Il n'y a pas d'intelligence artificielle
Répétons-le, comme une fleur artificielle n'est pas une fleur, l'intelligence artificielle n'est pas une intelligence.
Un ordinateur, c'est trois choses : des données encodées ou captées selon des protocoles définis humainement au travers de logiciels de saisie, des puissances de calcul (bips) ou de transmission (bauds), et des algorithmes plus ou moins sophistiqués et subtils, inventés et programmés par des intelligences humaines.
L'ordinateur se contente d'exécuter mécaniquement et servilement ce qui lui est imposé par l'homme, sans avoir la moindre idée ou conscience de ce qu'il fait.

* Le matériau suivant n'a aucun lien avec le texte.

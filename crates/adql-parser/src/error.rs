// Structural parse failures.
//
// A ParseError means the input did not match the grammar at some position.
// Soft literal failures (hex overflow) are not errors; they surface as the
// UnsignedLiteral::Error sentinel instead.

use thiserror::Error;

use crate::position::line_col;

/// A structural parse failure, carrying the failing rule and its position.
#[derive(Error, Debug, Clone, PartialEq, Eq)]
#[error("{line}:{column}: {rule}: {message}")]
pub struct ParseError {
    /// Name of the grammar rule that gave up.
    pub rule: &'static str,
    /// What the rule expected to see.
    pub message: String,
    /// Byte offset into the source at the point of failure. The residual
    /// unconsumed input is `&src[offset..]`.
    pub offset: usize,
    /// 1-based line of the failure.
    pub line: u32,
    /// 1-based column (byte distance into the line) of the failure.
    pub column: u32,
}

impl ParseError {
    pub(crate) fn new(
        rule: &'static str,
        message: impl Into<String>,
        src: &str,
        offset: usize,
    ) -> Self {
        let (line, column) = line_col(src, offset);
        Self {
            rule,
            message: message.into(),
            offset,
            line,
            column,
        }
    }
}

#[cfg(test)]
mod tests {
    use super::*;

    #[test]
    fn test_error_display_carries_position() {
        let err = ParseError::new("identifier", "expected an identifier", "a,\n12", 3);
        assert_eq!(err.line, 2);
        assert_eq!(err.column, 1);
        assert_eq!(err.to_string(), "2:1: identifier: expected an identifier");
    }
}
// Line/column lookup for diagnostics.
//
// Counts newlines with memchr rather than walking char by char.

use memchr::{memchr_iter, memrchr};

/// Map a byte offset into `src` to a 1-based (line, column) pair.
///
/// The line is one plus the number of `\n` bytes before the offset; the
/// column is the byte distance from the last newline (or input start).
/// Offsets past the end of the input are clamped to it.
#[must_use]
pub fn line_col(src: &str, offset: usize) -> (u32, u32) {
    let offset = offset.min(src.len());
    let before = &src.as_bytes()[..offset];
    let line = memchr_iter(b'\n', before).count() as u32 + 1;
    let col = match memrchr(b'\n', before) {
        Some(newline) => offset - newline,
        None => offset + 1,
    };
    (line, col as u32)
}
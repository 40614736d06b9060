// Literal grammar.
//
// Ordered choice over the literal forms: hexadecimal, double, integer,
// quoted string. The order is load-bearing — hexadecimal must run before
// decimal parsing so `0x1A` is not read as `0` followed by `x1A`, and the
// alternatives roll back fully between attempts.

use adql_ast::UnsignedLiteral;
use memchr::memchr;

use crate::cursor::Cursor;
use crate::error::ParseError;

/// Parse an unsigned literal.
pub(crate) fn unsigned_literal(c: &mut Cursor<'_>) -> Result<UnsignedLiteral, ParseError> {
    let start = c.pos();
    if let Ok(lit) = hexadecimal(c) {
        return Ok(lit);
    }
    c.rewind(start);
    if let Ok(lit) = double_literal(c) {
        return Ok(lit);
    }
    c.rewind(start);
    if let Ok(lit) = integer_literal(c) {
        return Ok(lit);
    }
    c.rewind(start);
    if let Ok(lit) = quoted_string(c) {
        return Ok(lit);
    }
    c.rewind(start);
    Err(c.error(
        "unsigned_literal",
        "expected a numeric or string literal",
    ))
}

/// Parse `0x` followed by a hex-digit run.
///
/// Matching the prefix commits the rule: an empty digit run or a value that
/// overflows u64 yields the soft-failure sentinel rather than a parse error.
fn hexadecimal(c: &mut Cursor<'_>) -> Result<UnsignedLiteral, ParseError> {
    if !c.eat_str("0x") {
        return Err(c.error("hexadecimal", "expected '0x' prefix"));
    }
    let digits = c.take_while(|b| b.is_ascii_hexdigit());
    Ok(u64::from_str_radix(digits, 16)
        .map_or(UnsignedLiteral::Error, UnsignedLiteral::Hexadecimal))
}

/// Parse digits `.` digits, where either digit run may be empty but not
/// both. `.45` reads as `0.45`, `123.` as `123.0`.
fn double_literal(c: &mut Cursor<'_>) -> Result<UnsignedLiteral, ParseError> {
    let start = c.pos();
    let int_part = c.take_while(|b| b.is_ascii_digit());
    if !c.eat(b'.') {
        return Err(c.error("double_literal", "expected '.'"));
    }
    let frac_part = c.take_while(|b| b.is_ascii_digit());
    if int_part.is_empty() && frac_part.is_empty() {
        return Err(c.error("double_literal", "expected digits around '.'"));
    }
    let text = &c.source()[start..c.pos()];
    let value: f64 = text
        .parse()
        .map_err(|_| c.error("double_literal", format!("invalid double: {text}")))?;
    Ok(UnsignedLiteral::Double(value))
}

/// Parse a decimal digit run as an i64.
fn integer_literal(c: &mut Cursor<'_>) -> Result<UnsignedLiteral, ParseError> {
    let digits = c.take_while(|b| b.is_ascii_digit());
    if digits.is_empty() {
        return Err(c.error("integer_literal", "expected a digit"));
    }
    let value: i64 = digits
        .parse()
        .map_err(|_| c.error("integer_literal", format!("integer out of range: {digits}")))?;
    Ok(UnsignedLiteral::Int(value))
}

/// Fold string content up to an unescaped `'`, decoding `''` to `'`.
///
/// Never fails: the scan stops before a lone quote or at end of input and
/// leaves the terminator for the caller.
pub(crate) fn non_quoted_string(c: &mut Cursor<'_>) -> String {
    let mut value = String::new();
    loop {
        let rest = c.rest();
        match memchr(b'\'', rest.as_bytes()) {
            Some(offset) => {
                if rest.as_bytes().get(offset + 1) == Some(&b'\'') {
                    // Doubled-quote escape.
                    value.push_str(&rest[..offset]);
                    value.push('\'');
                    c.advance(offset + 2);
                } else {
                    value.push_str(&rest[..offset]);
                    c.advance(offset);
                    return value;
                }
            }
            None => {
                value.push_str(rest);
                c.advance(rest.len());
                return value;
            }
        }
    }
}

/// Parse a single-quoted string literal.
fn quoted_string(c: &mut Cursor<'_>) -> Result<UnsignedLiteral, ParseError> {
    if !c.eat(b'\'') {
        return Err(c.error("string_literal", "expected opening '''"));
    }
    let value = non_quoted_string(c);
    if !c.eat(b'\'') {
        return Err(c.error("string_literal", "unterminated string literal"));
    }
    Ok(UnsignedLiteral::String(value))
}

Un ordinateur est une mécanique rudimentaire qui additionne des 0 et des 1. Point barre.
Les fantasmagories journalistiques en quête de sensationnel bas de gamme, ne cessent, malheureusement, d'alimenter la mythologie numérique et transhumaniste.
Ainsi, lorsque la presse titre : "Il utilise sa main artificielle par la seule force de son esprit", il faut décoder et démystifier : son moignon est connecté à une main artificielle par les nerfs qui commandaient, naguère, sa main réelle. Dans la main artificielle, il y a une batterie de logiciels qui "attendent" passivement des impulsions électriques de commande venant de ces nerfs branchés sur eux. Le cerveau, alors, peut apprendre à envoyer la bonne impulsion pour activer telle au telle fonction programmatique avec une certaine intensité ; le cerveau, en s'entraînant, parvient à utiliser de mieux en mieux la mécanique de cette batterie de logiciels exactement comme le nouveau-né apprend progressivement à activer et contrôler les réflexes musculaires de ses mains et de ses pieds, ou apprend progressivement à décoder les images floues et bizarres que lui envoie sa rétine.

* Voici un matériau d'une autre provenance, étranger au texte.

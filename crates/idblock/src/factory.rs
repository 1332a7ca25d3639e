use core::{fmt, str::FromStr};

#[cfg(feature = "tracing")]
use tracing::{debug, instrument};

use crate::{
    error::{ConfigError, Error},
    optimizer::{BlockOptimizer, HiLoOptimizer, NoopOptimizer, PooledLoOptimizer, PooledOptimizer},
    source::AccessCallback,
    value::{IdValue, ValueType},
};

/// The block allocation policies an [`Optimizer`] can follow.
#[derive(Clone, Copy, Debug, PartialEq, Eq, Hash)]
#[cfg_attr(feature = "serde", derive(serde::Serialize, serde::Deserialize))]
#[cfg_attr(feature = "serde", serde(rename_all = "kebab-case"))]
pub enum Policy {
    /// One source call per identifier.
    None,
    /// Source values are multiplied out into blocks locally.
    #[cfg_attr(feature = "serde", serde(rename = "hilo"))]
    HiLo,
    /// Source values are block upper bounds.
    Pooled,
    /// Source values are block lower bounds.
    PooledLo,
}

impl Policy {
    pub const ALL: [Self; 4] = [Self::None, Self::HiLo, Self::Pooled, Self::PooledLo];

    /// The external name used in configuration.
    pub const fn name(self) -> &'static str {
        match self {
            Self::None => "none",
            Self::HiLo => "hilo",
            Self::Pooled => "pooled",
            Self::PooledLo => "pooled-lo",
        }
    }

    /// Whether the backing source must advance by the increment size per
    /// call, rather than by one.
    pub const fn applies_increment_to_source(self) -> bool {
        matches!(self, Self::Pooled | Self::PooledLo)
    }

    /// The policy used when none is configured explicitly.
    ///
    /// No batching for an increment of `1` or less, otherwise `pooled`, or
    /// `pooled-lo` when `prefer_pooled_lo` is set.
    pub const fn default_for(increment: i64, prefer_pooled_lo: bool) -> Self {
        if increment <= 1 {
            Self::None
        } else if prefer_pooled_lo {
            Self::PooledLo
        } else {
            Self::Pooled
        }
    }
}

impl fmt::Display for Policy {
    fn fmt(&self, f: &mut fmt::Formatter<'_>) -> fmt::Result {
        f.write_str(self.name())
    }
}

impl FromStr for Policy {
    type Err = ConfigError;

    fn from_str(s: &str) -> Result<Self, Self::Err> {
        match s.trim().to_ascii_lowercase().as_str() {
            "none" => Ok(Self::None),
            "hilo" => Ok(Self::HiLo),
            "pooled" => Ok(Self::Pooled),
            "pooled-lo" | "pooled_lo" => Ok(Self::PooledLo),
            _ => Err(ConfigError::UnknownPolicy(s.to_owned())),
        }
    }
}

/// One concrete optimizer per [`Policy`].
#[derive(Debug)]
pub enum Strategy {
    /// See [`NoopOptimizer`].
    None(NoopOptimizer),
    /// See [`HiLoOptimizer`].
    HiLo(HiLoOptimizer),
    /// See [`PooledOptimizer`].
    Pooled(PooledOptimizer),
    /// See [`PooledLoOptimizer`].
    PooledLo(PooledLoOptimizer),
}

impl Strategy {
    fn new(policy: Policy, increment: i64) -> Result<Self, ConfigError> {
        Ok(match policy {
            Policy::None => Self::None(NoopOptimizer::new(increment)?),
            Policy::HiLo => Self::HiLo(HiLoOptimizer::new(increment)?),
            Policy::Pooled => Self::Pooled(PooledOptimizer::new(increment)?),
            Policy::PooledLo => Self::PooledLo(PooledLoOptimizer::new(increment)?),
        })
    }
}

macro_rules! dispatch {
    ($self:ident, $opt:ident => $body:expr) => {
        match $self {
            Strategy::None($opt) => $body,
            Strategy::HiLo($opt) => $body,
            Strategy::Pooled($opt) => $body,
            Strategy::PooledLo($opt) => $body,
        }
    };
}

impl BlockOptimizer for Strategy {
    fn policy(&self) -> Policy {
        dispatch!(self, opt => opt.policy())
    }

    fn increment_size(&self) -> i64 {
        dispatch!(self, opt => opt.increment_size())
    }

    fn last_source_value(&self) -> Result<Option<i64>, Error> {
        dispatch!(self, opt => opt.last_source_value())
    }

    fn generate<C: AccessCallback>(&self, source: &C) -> Result<i64, Error<C::Err>> {
        dispatch!(self, opt => opt.generate(source))
    }
}

/// A configured optimizer: a [`Strategy`] plus the [`ValueType`] its
/// identifiers are narrowed to.
///
/// One instance is meant to be shared (for example behind an `Arc`) by every
/// thread drawing identifiers from the same logical generator.
///
/// # Example
///
/// ```
/// use idblock::{IdValue, MemorySequence, OptimizerFactory};
///
/// let optimizer = OptimizerFactory::build_optimizer("hilo", "integer", 10).unwrap();
/// let source = MemorySequence::new(1, 1);
///
/// for expected in 1..=10 {
///     assert_eq!(optimizer.generate(&source).unwrap(), IdValue::Integer(expected));
/// }
/// // One round trip served all ten.
/// assert_eq!(source.issued(), 1);
/// ```
#[derive(Debug)]
pub struct Optimizer {
    strategy: Strategy,
    value_type: ValueType,
}

impl Optimizer {
    /// Returns the next identifier narrowed to the configured value type.
    ///
    /// # Errors
    ///
    /// - [`Error::Source`] if the source failed. Nothing advanced and the call
    ///   may be retried.
    /// - [`Error::RangeOverflow`] if the value does not fit the value type.
    ///   The value is lost; retrying yields the next one.
    /// - `Error::LockPoisoned` if the lock is poisoned (std mutex only).
    #[cfg_attr(
        feature = "tracing",
        instrument(level = "trace", skip_all, fields(policy = %self.policy(), value_type = %self.value_type))
    )]
    pub fn generate<C: AccessCallback>(&self, source: &C) -> Result<IdValue, Error<C::Err>> {
        let raw = self.strategy.generate(source)?;
        self.value_type.narrow(raw)
    }

    /// The concrete optimizer behind this configuration.
    pub const fn strategy(&self) -> &Strategy {
        &self.strategy
    }

    /// The type every generated identifier is narrowed to.
    pub const fn value_type(&self) -> ValueType {
        self.value_type
    }

    /// The policy the strategy follows.
    pub fn policy(&self) -> Policy {
        self.strategy.policy()
    }

    /// The configured block size.
    pub fn increment_size(&self) -> i64 {
        self.strategy.increment_size()
    }

    /// See [`Policy::applies_increment_to_source`].
    pub fn applies_increment_to_source(&self) -> bool {
        self.strategy.applies_increment_to_source()
    }

    /// See [`BlockOptimizer::last_source_value`].
    ///
    /// # Errors
    ///
    /// May return an error if the underlying lock is poisoned.
    pub fn last_source_value(&self) -> Result<Option<i64>, Error> {
        self.strategy.last_source_value()
    }
}

/// Builds [`Optimizer`]s from configuration.
///
/// All validation happens here: an optimizer that was built never fails on
/// configuration grounds inside `generate`.
pub struct OptimizerFactory;

impl OptimizerFactory {
    /// Resolves a policy name, value type name and increment into an
    /// optimizer.
    ///
    /// # Errors
    ///
    /// Returns a [`ConfigError`] for an unknown policy, an unsupported value
    /// type, or an increment below `1`.
    pub fn build_optimizer(
        policy: &str,
        value_type: &str,
        increment: i64,
    ) -> Result<Optimizer, ConfigError> {
        Self::build(policy.parse()?, value_type.parse()?, increment)
    }

    /// Typed counterpart of [`Self::build_optimizer`].
    ///
    /// # Errors
    ///
    /// Returns [`ConfigError::InvalidIncrement`] if `increment < 1`.
    #[cfg_attr(feature = "tracing", instrument(level = "debug"))]
    pub fn build(
        policy: Policy,
        value_type: ValueType,
        increment: i64,
    ) -> Result<Optimizer, ConfigError> {
        let strategy = Strategy::new(policy, increment)?;
        #[cfg(feature = "tracing")]
        debug!(%policy, %value_type, increment, "building optimizer");
        Ok(Optimizer {
            strategy,
            value_type,
        })
    }
}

Le cerveau apprend à commander, à piloter, à doser, à décrypter les outils mécaniques que la nature ou la technique mettent à sa disposition. C'est le cerveau qui apprend intelligemment ; la main artificielle n'a aucune intelligence.
De même, la fougue journalistique écrit : "Il transmets son code secret par télépathie à l'écran de l'ordinateur". Faux. Il n'y a nulle télépathie là-dedans. Il y a des caméras et un logiciel qui, ensemble, mesurent la loucherie des deux pupilles du regard lorsque la personne vise un point de l'écran. Sur cet écran sont affichés les dix chiffres à des endroits précis. Selon l'endroit visé par le regard pendant quelques secondes, l'ordinateur en calcule, mécaniquement, que la personne regarde fixement l'endroit où est placé le chiffre 9, par exemple. Et ainsi de suite pour les autres chiffres du code secret.

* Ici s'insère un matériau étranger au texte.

use crate::{
    error::{ConfigError, Error},
    factory::Policy,
    source::AccessCallback,
};

/// A minimal interface shared by every block optimizer.
///
/// Implementations are safe to share across threads: all state lives behind
/// one lock, and a call to the source that refills a block is made while that
/// lock is held.
pub trait BlockOptimizer {
    /// The policy this optimizer implements.
    fn policy(&self) -> Policy;

    /// The configured block size.
    fn increment_size(&self) -> i64;

    /// Whether the backing source is expected to advance by
    /// [`Self::increment_size`] per call (`true`) or by one (`false`).
    ///
    /// A table-backed source uses this to decide how far to bump its stored
    /// value.
    fn applies_increment_to_source(&self) -> bool {
        self.policy().applies_increment_to_source()
    }

    /// The most recent value obtained from the source, or `None` before the
    /// first block was fetched.
    ///
    /// # Errors
    ///
    /// May return an error if the underlying lock is poisoned.
    fn last_source_value(&self) -> Result<Option<i64>, Error>;

    /// Produces the next raw 64-bit identifier, calling `source` zero or more
    /// times.
    ///
    /// # Errors
    ///
    /// - [`Error::Source`] if `source` failed; no state was advanced.
    /// - [`Error::RangeOverflow`] if block arithmetic left the 64-bit range.
    /// - `Error::LockPoisoned` if the lock is poisoned (std mutex only).
    fn generate<C: AccessCallback>(&self, source: &C) -> Result<i64, Error<C::Err>>;
}

/// Fetches one value from `source`, wrapping the failure verbatim.
#[inline]
pub(crate) fn fetch<C: AccessCallback>(source: &C) -> Result<i64, Error<C::Err>> {
    source.next_value().map_err(Error::Source)
}

/// Fetches a value, transparently skipping a leading `0` once.
///
/// Legacy table sources start counting at zero, which is not a usable
/// identifier. A monotonic source never yields zero again, so no flag is
/// needed to remember the skip.
pub(crate) fn fetch_skipping_zero<C: AccessCallback>(
    source: &C,
) -> Result<i64, Error<C::Err>> {
    match fetch(source)? {
        0 => fetch(source),
        value => Ok(value),
    }
}

/// Rejects block sizes below one.
pub(crate) fn validate_increment(increment: i64) -> Result<i64, ConfigError> {
    if increment < 1 {
        Err(ConfigError::InvalidIncrement(increment))
    } else {
        Ok(increment)
    }
}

Dans les deux cas, il n'y a que du mécanique.
Avec un ordinateur quel qu'il soit, la relation ne sera jamais que, et ne pourra jamais être que mécanique, c'est-à-dire du niveau le plus bas de complexité et le plus haut d'inintelligence, quel qu'en soit le degré de complication et de sophistication des algorithmes humains nécessitant d'énormes puissances de calcul.
Ce n'est pas un ordinateur, sous bannière AlphaGo de Google, qui a battu le maître de go Fan Hui ; c'est un algorithme humain associé à une très grosse puissance de calcul.
Un algorithme que l'on a fait jouer contre lui-même pendant de longs moments de façon à ce qu'il fasse énormément de parties et qu'il les ait en mémoire.
Du côté de l'ordinateur, il n'y a rien d'intéressant : une puissance de calcul et une capacité de mémoire énormes, c'est tout.
Ce qui est intéressant là-dedans, c'est l'intelligence (humaine) de l'algorithme et la pertinence des méthodes algorithmiques au-delà des méthodes classiques (analytiques et holistiques) de résolution de problèmes. Tout cela n'a rien à voir ni avec le numérique, ni avec l'ordinateur.
Tout engin numérique (ordinateur, réseau, robot, …) repose sur trois éléments : du data (sa ressource), des bips/bauds (sa puissance) et des algorithmes (son savoir-faire plus ou moins sophistiqué).
Les data ne sont pas seulement une masse de données brutes ; elles sont aussi les historiques de ses données et les liens structurels et temporels entre elles.
Les bips/bauds symbolisent l'ensemble de tous les dispositifs hardware, satellitaires, hertziens, filaires etc … qui permettent le traitement, le stockage et la transmission de tous les objets numériques.
Les algorithmes sont des structures mathématiques, inventées par l'homme, qui permettent d'engendrer les programmes logiciels qui, eux-mêmes, permettent la gestion des réservoirs, des flux et des transformations des datas.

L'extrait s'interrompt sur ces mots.